:: Exercise directions ::
Each record should be output exactly, with every character kept.

:: The input ::
++++++++

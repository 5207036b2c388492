use camino::Utf8PathBuf;

use crate::logging::LogFormat;

/// Well-known path of the daemon's control socket.
pub const DEFAULT_DAEMON_SOCKET: &str = "/tmp/me.aspenuwu.xenon.sock";

/// Bound applied independently to the request write and the response read.
pub const DEFAULT_IO_TIMEOUT_MS: u64 = 1500;

/// Location of the persisted mount table.
pub const DEFAULT_MOUNTS_PATH: &str = "/var/mobile/Library/me.aspenuwu.xenon/mounts.json";

/// Location of the bundled third-party dependency manifest.
pub const DEFAULT_LICENSE_MANIFEST: &str =
    "/Library/PreferenceBundles/XenonPrefs.bundle/LicenseInfo.json";

/// Directory holding one `<identifier>.txt` file per bundled license text.
pub const DEFAULT_LICENSE_DIR: &str = "/Library/PreferenceBundles/XenonPrefs.bundle/Licenses";

/// Default log filter expression used by the binaries.
pub const DEFAULT_LOG_FILTER: &str = "info";

/// Default daemon socket path.
pub fn default_daemon_socket() -> Utf8PathBuf {
    Utf8PathBuf::from(DEFAULT_DAEMON_SOCKET)
}

/// Default mount table path.
pub fn default_mounts_path() -> Utf8PathBuf {
    Utf8PathBuf::from(DEFAULT_MOUNTS_PATH)
}

/// Default license manifest path.
pub fn default_license_manifest() -> Utf8PathBuf {
    Utf8PathBuf::from(DEFAULT_LICENSE_MANIFEST)
}

/// Default license text directory.
pub fn default_license_dir() -> Utf8PathBuf {
    Utf8PathBuf::from(DEFAULT_LICENSE_DIR)
}

/// Default log filter expression used by the binaries.
pub fn default_log_filter() -> &'static str {
    DEFAULT_LOG_FILTER
}

/// Owned log filter value used where allocation is required (e.g. serde).
pub fn default_log_filter_string() -> String {
    DEFAULT_LOG_FILTER.to_string()
}

/// Default logging format for the binaries.
pub fn default_log_format() -> LogFormat {
    LogFormat::Compact
}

++++++++

:: Response to the task ::
repository 5207036b2c388492
use camino::Utf8PathBuf;

use crate::logging::LogFormat;

/// Well-known path of the daemon's control socket.
pub const DEFAULT_DAEMON_SOCKET: &str = "/tmp/me.aspenuwu.xenon.sock";

/// Bound applied independently to the request write and the response read.
pub const DEFAULT_IO_TIMEOUT_MS: u64 = 1500;

/// Location of the persisted mount table.
pub const DEFAULT_MOUNTS_PATH: &str = "/var/mobile/Library/me.aspenuwu.xenon/mounts.json";

/// Location of the bundled third-party dependency manifest.
pub const DEFAULT_LICENSE_MANIFEST: &str =
    "/Library/PreferenceBundles/XenonPrefs.bundle/LicenseInfo.json";

/// Directory holding one `<identifier>.txt` file per bundled license text.
pub const DEFAULT_LICENSE_DIR: &str = "/Library/PreferenceBundles/XenonPrefs.bundle/Licenses";

/// Default log filter expression used by the binaries.
pub const DEFAULT_LOG_FILTER: &str = "info";

/// Default daemon socket path.
pub fn default_daemon_socket() -> Utf8PathBuf {
    Utf8PathBuf::from(DEFAULT_DAEMON_SOCKET)
}

/// Default mount table path.
pub fn default_mounts_path() -> Utf8PathBuf {
    Utf8PathBuf::from(DEFAULT_MOUNTS_PATH)
}

/// Default license manifest path.
pub fn default_license_manifest() -> Utf8PathBuf {
    Utf8PathBuf::from(DEFAULT_LICENSE_MANIFEST)
}

/// Default license text directory.
pub fn default_license_dir() -> Utf8PathBuf {
    Utf8PathBuf::from(DEFAULT_LICENSE_DIR)
}

/// Default log filter expression used by the binaries.
pub fn default_log_filter() -> &'static str {
    DEFAULT_LOG_FILTER
}

/// Owned log filter value used where allocation is required (e.g. serde).
pub fn default_log_filter_string() -> String {
    DEFAULT_LOG_FILTER.to_string()
}

/// Default logging format for the binaries.
pub fn default_log_format() -> LogFormat {
    LogFormat::Compact
}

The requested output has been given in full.